Robust propagating in-gap modes due to spin-orbit domain walls in graphene

TL;DR

This paper theoretically investigates in-gap propagating modes in graphene caused by spin-orbit domain walls, revealing robust states linked to valley-Zeeman coupling and analyzing their stability and potential experimental signatures.

Contribution

It introduces a novel analysis of spin-orbit domain walls in graphene, demonstrating the existence of robust in-gap modes using spectral flow and interface Chern number methods.

Findings

Sign-changing valley-Zeeman domain walls host robust Kramers pairs.

Rashba coupling influences the bulk gap and topological states.
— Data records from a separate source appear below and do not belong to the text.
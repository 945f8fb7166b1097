//! TCP listener and per-connection I/O.
//!
//! Each accepted socket gets two tasks: a reader that decodes frames and
//! drives a `ConnectionHandler`, and a writer that drains the connection's
//! bounded frame queue in order. Broadcasts only ever push onto queues, so a
//! slow peer never holds up delivery to anyone else; a peer whose queue fills
//! up is closed.

use crate::connection::{ConnectionId, Frame, Outbox, FRAME_QUEUE_CAPACITY};
use crate::error::{Error, RelayErrorKind};
use crate::handler::ConnectionHandler;
use crate::manager::Manager;
use events::codec::{DELIMITER, MAX_FRAME_BYTES};
use log::*;
use std::future::Future;
use std::net::SocketAddr;
use std::sync::Arc;
use std::time::Duration;
use tokio::io::{AsyncBufReadExt, AsyncRead, AsyncReadExt, AsyncWrite, AsyncWriteExt, BufReader};
use tokio::net::{TcpListener, ToSocketAddrs};
use tokio::sync::{mpsc, oneshot, watch, Notify};
use tokio::task::JoinSet;

const DEFAULT_SHUTDOWN_GRACE: Duration = Duration::from_secs(5);

/// Bytes a single `read_until` may consume: one maximal frame plus its terminator.
const READ_LIMIT: u64 = MAX_FRAME_BYTES as u64 + 1;

pub struct Server {
    listener: TcpListener,
    manager: Arc<Manager>,
    shutdown_grace: Duration,
}

impl Server {
    /// Bind the listener. Failure here is a `RelayErrorKind::Bind` error.
    pub async fn bind(addr: impl ToSocketAddrs, manager: Arc<Manager>) -> Result<Self, Error> {
        let listener = TcpListener::bind(addr).await.map_err(Error::bind)?;
        Ok(Self {
            listener,
            manager,
            shutdown_grace: DEFAULT_SHUTDOWN_GRACE,
        })
    }

    /// Upper bound on how long `run` waits for connections to flush after shutdown.
    pub fn with_shutdown_grace(mut self, shutdown_grace: Duration) -> Self {
        self.shutdown_grace = shutdown_grace;
        self
    }

    pub fn local_addr(&self) -> Result<SocketAddr, Error> {
        Ok(self.listener.local_addr()?)
    }

    /// Accept connections until `shutdown` resolves, then close every
    /// connection and wait for queued frames to be written.
    pub async fn run(self, shutdown: impl Future<Output = ()>) -> Result<(), Error> {
        let Server {
            listener,
            manager,
            shutdown_grace,
        } = self;
        let (close_tx, _) = watch::channel(false);
        let mut connections = JoinSet::new();
        tokio::pin!(shutdown);

        loop {
            tokio::select! {
                _ = &mut shutdown => {
                    info!("Shutdown requested, no longer accepting connections");
                    break;
                }
                accepted = listener.accept() => match accepted {
                    Ok((stream, peer_addr)) => {
                        if let Err(e) = stream.set_nodelay(true) {
                            debug!("Failed to set TCP_NODELAY for {peer_addr}: {e}");
                        }
                        let (read_half, write_half) = stream.into_split();
                        connections.spawn(serve_connection(
                            read_half,
                            write_half,
                            peer_addr,
                            Arc::clone(&manager),
                            close_tx.subscribe(),
                        ));
                    }
                    Err(e) => warn!("Failed to accept connection: {e}"),
                },
                Some(finished) = connections.join_next(), if !connections.is_empty() => {
                    if let Err(e) = finished {
                        error!("Connection task failed: {e}");
                    }
                }
            }
        }

        drop(listener);
        let _ = close_tx.send(true);

        let drained = tokio::time::timeout(shutdown_grace, async {
            while let Some(finished) = connections.join_next().await {
                if let Err(e) = finished {
                    error!("Connection task failed during shutdown: {e}");
                }
            }
        })
        .await;

        if drained.is_err() {
            warn!(
                "{} connection(s) still open after {:?}, aborting them",
                connections.len(),
                shutdown_grace
            );
            connections.shutdown().await;
        }

        info!("Server closed");
        Ok(())
    }
}

async fn serve_connection<R, W>(
    read_half: R,
    write_half: W,
    peer_addr: SocketAddr,
    manager: Arc<Manager>,
    mut close_rx: watch::Receiver<bool>,
) where
    R: AsyncRead + Unpin,
    W: AsyncWrite + Unpin + Send + 'static,
{
    let (outbox, frame_rx) = Outbox::new(FRAME_QUEUE_CAPACITY);
    let overflowed = outbox.overflow_signal();
    let (write_failed_tx, mut write_failed_rx) = oneshot::channel();
    let connection_id = manager.register_connection(peer_addr, outbox);
    let writer = tokio::spawn(write_frames(write_half, frame_rx, write_failed_tx, peer_addr));

    let mut handler = ConnectionHandler::new(
        connection_id.clone(),
        peer_addr,
        Arc::clone(manager.registry()),
    );

    let outcome = read_frames(
        read_half,
        &mut handler,
        &manager,
        &mut close_rx,
        &mut write_failed_rx,
        &overflowed,
    )
    .await;

    // A stalled writer would never see its queue drain.
    let writer_stalled = matches!(
        &outcome,
        Err(e) if e.error_kind == RelayErrorKind::Backpressure
    );
    if let Err(e) = outcome {
        warn!("Connection {peer_addr} closed after error: {e}");
    }

    close_connection(&mut handler, &manager, &connection_id);

    if writer_stalled {
        writer.abort();
    }
    match writer.await {
        Err(e) if !e.is_cancelled() => error!("Writer task for {peer_addr} failed: {e}"),
        _ => {}
    }
    info!("Client disconnected: {peer_addr}");
}

/// Close path shared by EOF, transport errors, explicit disconnects and shutdown.
fn close_connection(handler: &mut ConnectionHandler, manager: &Manager, connection_id: &ConnectionId) {
    if let Some(farewell) = handler.close() {
        manager.send_message(farewell);
    }
    // Drops the outbox; the writer flushes what is left and exits.
    manager.unregister_connection(connection_id);
}

async fn read_frames<R: AsyncRead + Unpin>(
    read_half: R,
    handler: &mut ConnectionHandler,
    manager: &Manager,
    close_rx: &mut watch::Receiver<bool>,
    write_failed_rx: &mut oneshot::Receiver<()>,
    overflowed: &Notify,
) -> Result<(), Error> {
    let mut reader = BufReader::new(read_half).take(READ_LIMIT);
    let mut frame = Vec::new();

    loop {
        frame.clear();
        reader.set_limit(READ_LIMIT);
        let read = tokio::select! {
            read = reader.read_until(DELIMITER, &mut frame) => read?,
            _ = close_rx.changed() => {
                debug!("Closing connection {} for shutdown", handler.connection_id());
                return Ok(());
            }
            _ = &mut *write_failed_rx => {
                return Err(Error {
                    source: Some("write to peer failed".into()),
                    error_kind: RelayErrorKind::Transport,
                });
            }
            _ = overflowed.notified() => {
                return Err(Error {
                    source: Some(format!("more than {FRAME_QUEUE_CAPACITY} frames queued").into()),
                    error_kind: RelayErrorKind::Backpressure,
                });
            }
        };

        if read == 0 {
            return Ok(());
        }

        if frame.len() > MAX_FRAME_BYTES && frame.last() != Some(&DELIMITER) {
            return Err(Error {
                source: Some(format!("frame exceeds {MAX_FRAME_BYTES} bytes").into()),
                error_kind: RelayErrorKind::Protocol,
            });
        }

        match events::decode(&frame) {
            Ok(event) => {
                if let Some(message) = handler.handle(event) {
                    manager.send_message(message);
                }
                if handler.is_terminated() {
                    return Ok(());
                }
            }
            Err(e) => warn!(
                "Dropping frame from connection {}: {e}",
                handler.connection_id()
            ),
        }
    }
}

async fn write_frames<W: AsyncWrite + Unpin>(
    mut write_half: W,
    mut frames: mpsc::Receiver<Frame>,
    write_failed: oneshot::Sender<()>,
    peer_addr: SocketAddr,
) {
    while let Some(frame) = frames.recv().await {
        if let Err(e) = write_half.write_all(frame.as_bytes()).await {
            warn!("Failed to write to {peer_addr}: {e}");
            let _ = write_failed.send(());
            return;
        }
    }

    if let Err(e) = write_half.shutdown().await {
        debug!("Failed to shut down write half for {peer_addr}: {e}");
    }
}
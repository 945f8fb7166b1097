//! Per-connection protocol state machine.
//!
//! The handler never touches the socket. It turns one inbound `Event` into
//! at most one outgoing `Message`, which the caller hands to the `Manager`.
//!
//! ```text
//! Unregistered --Connect ok--> Registered --close / Disconnect--> Terminated
//!      |                                                              ^
//!      +------------------------------close---------------------------+
//! ```
//!
//! Only `Connect` is accepted before the handshake succeeds. Everything else
//! from an unregistered connection is dropped.

use crate::connection::{ConnectionId, ConnectionRegistry, Registration, Rename};
use crate::message::Message;
use events::{DisplayName, Event, EventType, UnknownEvent};
use log::*;
use std::net::SocketAddr;
use std::sync::Arc;

#[derive(Debug, Clone, Copy, PartialEq, Eq)]
pub enum HandlerState {
    Unregistered,
    Registered,
    Terminated,
}

pub struct ConnectionHandler {
    connection_id: ConnectionId,
    peer_addr: SocketAddr,
    registry: Arc<ConnectionRegistry>,
    state: HandlerState,
}

impl ConnectionHandler {
    pub fn new(
        connection_id: ConnectionId,
        peer_addr: SocketAddr,
        registry: Arc<ConnectionRegistry>,
    ) -> Self {
        Self {
            connection_id,
            peer_addr,
            registry,
            state: HandlerState::Unregistered,
        }
    }

    pub fn connection_id(&self) -> &ConnectionId {
        &self.connection_id
    }

    pub fn state(&self) -> HandlerState {
        self.state
    }

    pub fn is_terminated(&self) -> bool {
        self.state == HandlerState::Terminated
    }

    /// Interpret one inbound event.
    pub fn handle(&mut self, event: Event) -> Option<Message> {
        match (self.state, event) {
            (HandlerState::Terminated, event) => {
                debug!(
                    "Ignoring {} from terminated connection {}",
                    event.event_type(),
                    self.peer_addr
                );
                None
            }
            (_, Event::Connect { display_name }) => self.on_connect(display_name),
            (HandlerState::Unregistered, event) => {
                warn!(
                    "Dropping {} from {}: connect handshake not completed",
                    event.event_type(),
                    self.peer_addr
                );
                None
            }
            (HandlerState::Registered, Event::RenameRequest {
                new_display_name, ..
            }) => self.on_rename(new_display_name),
            (HandlerState::Registered, Event::Chat { data, .. }) => self.on_chat(data),
            (HandlerState::Registered, Event::Disconnect { .. }) => self.close(),
            (
                HandlerState::Registered,
                event @ (Event::ConnectRejected { .. } | Event::RenameRejected { .. }),
            ) => {
                warn!(
                    "Dropping server-only {} event sent by {}",
                    event.event_type(),
                    self.peer_addr
                );
                None
            }
            (HandlerState::Registered, Event::Unknown(unknown)) => self.on_unknown(unknown),
        }
    }

    /// Run the close path: release the display name and tell everyone else.
    ///
    /// Safe to call more than once; only the first call can produce a message.
    pub fn close(&mut self) -> Option<Message> {
        if self.is_terminated() {
            return None;
        }
        self.state = HandlerState::Terminated;

        let display_name = self.registry.unregister(&self.connection_id)?;
        Some(Message::broadcast_except(
            Event::Disconnect { display_name },
            self.connection_id.clone(),
        ))
    }

    fn on_connect(&mut self, display_name: DisplayName) -> Option<Message> {
        if self.state == HandlerState::Registered {
            warn!(
                "Ignoring repeated connect from {} as {display_name}",
                self.peer_addr
            );
            return None;
        }

        match self
            .registry
            .try_register(&self.connection_id, display_name.clone())
        {
            Registration::Registered => {
                self.state = HandlerState::Registered;
                info!(
                    "Client connected: {}. Username: {display_name}.",
                    self.peer_addr
                );
                Some(Message::broadcast_except(
                    Event::Connect { display_name },
                    self.connection_id.clone(),
                ))
            }
            Registration::Conflict => {
                debug!(
                    "Rejected connect from {}: {display_name} is taken",
                    self.peer_addr
                );
                Some(Message::direct(
                    Event::ConnectRejected { display_name },
                    self.connection_id.clone(),
                ))
            }
            Registration::AlreadyRegistered | Registration::Detached => {
                warn!(
                    "Connect from {} arrived for a connection in an unexpected state",
                    self.peer_addr
                );
                None
            }
        }
    }

    fn on_rename(&mut self, new_display_name: DisplayName) -> Option<Message> {
        match self
            .registry
            .try_rename(&self.connection_id, new_display_name.clone())
        {
            Rename::Renamed { previous } => {
                info!(
                    "Client {} changed username: {previous} -> {new_display_name}",
                    self.peer_addr
                );
                Some(Message::broadcast_except(
                    Event::RenameRequest {
                        display_name: previous,
                        new_display_name,
                    },
                    self.connection_id.clone(),
                ))
            }
            Rename::NoOp => None,
            Rename::Conflict => Some(Message::direct(
                Event::RenameRejected {
                    conflicting_name: new_display_name,
                },
                self.connection_id.clone(),
            )),
            Rename::Unregistered => {
                warn!("Rename from {} has no registered name", self.peer_addr);
                None
            }
        }
    }

    fn on_chat(&self, data: String) -> Option<Message> {
        let Some(display_name) = self.registry.current_name(&self.connection_id) else {
            warn!("Chat from {} has no registered name", self.peer_addr);
            return None;
        };

        Some(Message::broadcast_except(
            Event::Chat { display_name, data },
            self.connection_id.clone(),
        ))
    }

    fn on_unknown(&self, unknown: UnknownEvent) -> Option<Message> {
        debug!(
            "Forwarding unrecognised {} event from {}",
            unknown.kind(),
            self.peer_addr
        );
        Some(Message::broadcast_except(
            Event::Unknown(unknown),
            self.connection_id.clone(),
        ))
    }
}
use colored::*;
use events::payload::PayloadTransform;
use events::Event;

pub fn info(message: &str) -> String {
    format!("{} {}", "[INFO]".bright_blue(), message.bright_blue())
}

pub fn warn(message: &str) -> String {
    format!("{} {}", "[WARNING]".bright_yellow(), message.bright_yellow())
}

pub fn error(message: &str) -> String {
    format!("{} {}", "[ERROR]".bright_red(), message.bright_red())
}

pub fn chat(display_name: &str, message: &str) -> String {
    format!("{} {}", format!("<{display_name}>").bright_white().bold(), message)
}

/// Turn a relayed event into a line for the terminal.
///
/// Events this client does not understand render as nothing.
pub fn render(event: &Event, payload: &dyn PayloadTransform) -> Option<String> {
    let line = match event {
        Event::Chat { display_name, data } => match payload.open(data) {
            Ok(text) => chat(display_name, &text),
            Err(e) => {
                log::debug!("Failed to open payload from {display_name}: {e}");
                warn(&format!("{display_name} sent a message this client cannot read"))
            }
        },
        Event::Connect { display_name } => info(&format!("{display_name} joined the chat!")),
        Event::Disconnect { display_name } => info(&format!("{display_name} left the chat!")),
        Event::RenameRequest {
            display_name,
            new_display_name,
        } => info(&format!(
            "{display_name} changed username to {new_display_name}!"
        )),
        Event::ConnectRejected { display_name } => {
            warn(&format!("Username {display_name} is already used"))
        }
        Event::RenameRejected { conflicting_name } => format!(
            "{}\n{}",
            warn(&format!("Username {conflicting_name} is already used")),
            info("Change username using command /username")
        ),
        Event::Unknown(_) => return None,
    };
    Some(line)
}
//! Wire events for the Flexare chat relay.
//!
//! This crate is shared by the relay server and the terminal client. It has
//! no dependencies on other workspace crates.
//!
//! # Modules
//!
//! - `codec`: newline-delimited JSON framing (`encode` / `decode`)
//! - `error`: error kinds for decoding, encoding and payload handling
//! - `payload`: optional client-side obfuscation of chat `data`
//!
//! # Wire format
//!
//! Each event is a single JSON object on its own line, discriminated by a
//! `type` field:
//!
//! ```text
//! {"type":"connect","username":"alice"}
//! {"type":"chat","username":"alice","data":"hi"}
//! {"type":"changeUsername","username":"alice","newUsername":"carol"}
//! ```
//!
//! Objects whose `type` is not one of the known tags decode to
//! [`Event::Unknown`] and are relayed unchanged.

use serde::{Deserialize, Serialize};
use serde_json::{Map, Value};

pub mod codec;
pub mod error;
pub mod payload;

pub use codec::{decode, encode};

/// A display name chosen by a client. Compared as an exact, case-sensitive string.
pub type DisplayName = String;

/// Wire tags for every event this crate knows how to type.
pub const KNOWN_TYPES: [&str; 6] = [
    "connect",
    "changeUsername",
    "chat",
    "disconnect",
    "bad-connect-username",
    "bad-username",
];

/// Trait for getting the wire `type` tag of an event
pub trait EventType {
    fn event_type(&self) -> &str;
}

#[derive(Debug, Clone, PartialEq, Serialize, Deserialize)]
#[serde(tag = "type")]
pub enum Event {
    // Handshake and presence
    #[serde(rename = "connect")]
    Connect {
        #[serde(rename = "username")]
        display_name: DisplayName,
    },
    #[serde(rename = "disconnect")]
    Disconnect {
        #[serde(rename = "username")]
        display_name: DisplayName,
    },

    // Identity changes. The relay resolves the current name itself, so the
    // claimed `username` may be omitted by clients.
    #[serde(rename = "changeUsername")]
    RenameRequest {
        #[serde(rename = "username", default)]
        display_name: DisplayName,
        #[serde(rename = "newUsername")]
        new_display_name: DisplayName,
    },

    #[serde(rename = "chat")]
    Chat {
        #[serde(rename = "username", default)]
        display_name: DisplayName,
        data: String,
    },

    // Rejections, only ever sent to the originating connection
    #[serde(rename = "bad-connect-username")]
    ConnectRejected {
        #[serde(rename = "username")]
        display_name: DisplayName,
    },
    #[serde(rename = "bad-username")]
    RenameRejected {
        #[serde(rename = "username")]
        conflicting_name: DisplayName,
    },

    /// Any other well-formed event. Produced only by `codec::decode`.
    #[serde(skip)]
    Unknown(UnknownEvent),
}

impl Event {
    pub fn is_known_type(tag: &str) -> bool {
        KNOWN_TYPES.contains(&tag)
    }
}

impl EventType for Event {
    fn event_type(&self) -> &str {
        match self {
            Event::Connect { .. } => "connect",
            Event::Disconnect { .. } => "disconnect",
            Event::RenameRequest { .. } => "changeUsername",
            Event::Chat { .. } => "chat",
            Event::ConnectRejected { .. } => "bad-connect-username",
            Event::RenameRejected { .. } => "bad-username",
            Event::Unknown(unknown) => unknown.kind(),
        }
    }
}

/// An event with an unrecognised `type`, kept verbatim for forwarding.
#[derive(Debug, Clone, PartialEq)]
pub struct UnknownEvent {
    kind: String,
    body: Map<String, Value>,
}

impl UnknownEvent {
    /// Wraps a JSON object whose `type` field holds `kind`.
    pub fn new(kind: String, body: Map<String, Value>) -> Self {
        Self { kind, body }
    }

    pub fn kind(&self) -> &str {
        &self.kind
    }

    /// The full object as received, including the `type` field.
    pub fn body(&self) -> &Map<String, Value> {
        &self.body
    }
}
use anyhow::Result;
use clap::Parser;
use colored::*;

mod commands;
mod display;
mod session;

use session::Session;

#[derive(Parser)]
#[command(name = "chat-client")]
#[command(about = "Terminal client for the Flexare chat relay")]
struct Cli {
    /// Relay host name or IP address
    #[arg(long, env = "CHAT_HOST", default_value = "localhost")]
    host: String,

    /// Relay TCP port
    #[arg(long, env = "CHAT_PORT", default_value_t = 3333)]
    port: u16,

    /// Display name to join with; prompted for when omitted
    #[arg(long, short)]
    username: Option<String>,

    /// Shared passphrase used to obfuscate chat text between clients
    #[arg(long, env = "CHAT_PASSPHRASE", hide_env_values = true)]
    passphrase: Option<String>,

    /// Enable verbose output
    #[arg(long, short)]
    verbose: bool,
}

#[tokio::main]
async fn main() -> Result<()> {
    let cli = Cli::parse();

    if cli.verbose {
        env_logger::Builder::from_default_env()
            .filter_level(log::LevelFilter::Debug)
            .init();
    }

    let addr = format!("{}:{}", cli.host, cli.port);
    println!("{} Connecting to {}...", "→".blue(), addr);

    let payload = events::payload::from_passphrase(cli.passphrase.as_deref());
    let session = Session::new(cli.username, payload);

    session::run(&addr, session).await
}
use clap::builder::TypedValueParser as _;
use clap::Parser;
use dotenvy::dotenv;
use log::LevelFilter;
use std::time::Duration;

pub const DEFAULT_INTERFACE: &str = "0.0.0.0";
pub const DEFAULT_PORT: u16 = 3333;

#[derive(Clone, Debug, Parser)]
#[command(author, version, about = "Line-oriented multi-user chat relay", long_about = None)]
pub struct Config {
    /// The host interface to listen for incoming connections
    #[arg(short, long, env, default_value = DEFAULT_INTERFACE)]
    pub interface: Option<String>,

    /// The host TCP port to listen for incoming connections
    #[arg(short, long, env, default_value_t = DEFAULT_PORT)]
    pub port: u16,

    /// Set the log level verbosity threshold (level) to control what gets displayed on console output
    #[arg(
        short,
        long,
        env,
        default_value_t = LevelFilter::Info,
        value_parser = clap::builder::PossibleValuesParser::new(["OFF", "ERROR", "WARN", "INFO", "DEBUG", "TRACE"])
            .map(|s| s.parse::<LevelFilter>().unwrap()),
        )]
    pub log_level_filter: LevelFilter,

    /// Seconds to wait for open connections to flush queued messages during shutdown
    #[arg(long, env, default_value_t = 5)]
    pub shutdown_grace_secs: u64,
}

impl Default for Config {
    fn default() -> Self {
        Self::new()
    }
}

impl Config {
    pub fn new() -> Self {
        // Load .env file first
        dotenv().ok();
        // Then parse the command line parameters and flags
        Config::parse()
    }

    pub fn interface(&self) -> &str {
        self.interface.as_deref().unwrap_or(DEFAULT_INTERFACE)
    }

    /// The `host:port` string the relay binds to.
    pub fn listen_addr(&self) -> String {
        format!("{}:{}", self.interface(), self.port)
    }

    pub fn shutdown_grace(&self) -> Duration {
        Duration::from_secs(self.shutdown_grace_secs)
    }
}

#[cfg(test)]
mod tests {
    use super::*;

    fn parse(args: &[&str]) -> Config {
        let mut argv = vec!["flexare_chat"];
        argv.extend_from_slice(args);
        Config::try_parse_from(argv).unwrap()
    }

    #[test]
    fn test_listen_addr_from_explicit_arguments() {
        let config = parse(&["--interface", "127.0.0.1", "--port", "4555"]);
        assert_eq!(config.listen_addr(), "127.0.0.1:4555");
    }

    #[test]
    fn test_log_level_parses_uppercase_names() {
        let config = parse(&["--log-level-filter", "DEBUG"]);
        assert_eq!(config.log_level_filter, LevelFilter::Debug);
    }

    #[test]
    fn test_log_level_rejects_unknown_names() {
        let result = Config::try_parse_from(["flexare_chat", "--log-level-filter", "LOUD"]);
        assert!(result.is_err());
    }

    #[test]
    fn test_shutdown_grace_is_seconds() {
        let config = parse(&["--shutdown-grace-secs", "2"]);
        assert_eq!(config.shutdown_grace(), Duration::from_secs(2));
    }

    #[test]
    fn test_interface_falls_back_to_default_when_unset() {
        let mut config = parse(&["--interface", "10.0.0.1"]);
        config.interface = None;
        assert_eq!(config.interface(), DEFAULT_INTERFACE);
    }
}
Mapping to bilayer graphene domain walls suggests experimental relevance.

Abstract

Recently, great experimental efforts towards designing topological electronic states have been invested in layered incommensurate heterostructures which form various nano- and meso-scale domains. In particular, it has become clear that a delicate interplay of different spin-orbit terms is induced in graphene on transition metal dichalcogenide substrates. We therefore theoretically study various types of domain walls in spin-orbit coupling in graphene looking for robust one-dimensional propagating electronic states. To do so, we use an interface Chern number and a spectral flow analysis in the low-energy theory and contrast our results to the standard arguments based on valley-Chern numbers or Chern numbers in continuum models. Surprisingly, we find that a sign-changing domain wall in valley-Zeeman spin-orbit coupling binds two robust Kramers pairs, within the bulk gap opened due to a simultaneous presence of Rashba coupling. We also study the robustness to symmetry breaking and lattice backscattering effects in tight-binding models. We show an explicit mapping of our valley-Zeeman domain wall to a domain wall in gated spinless bilayer graphene. We discuss the possible spectroscopic and transport signatures of various types of spin-orbit coupling domain walls in heterostructures.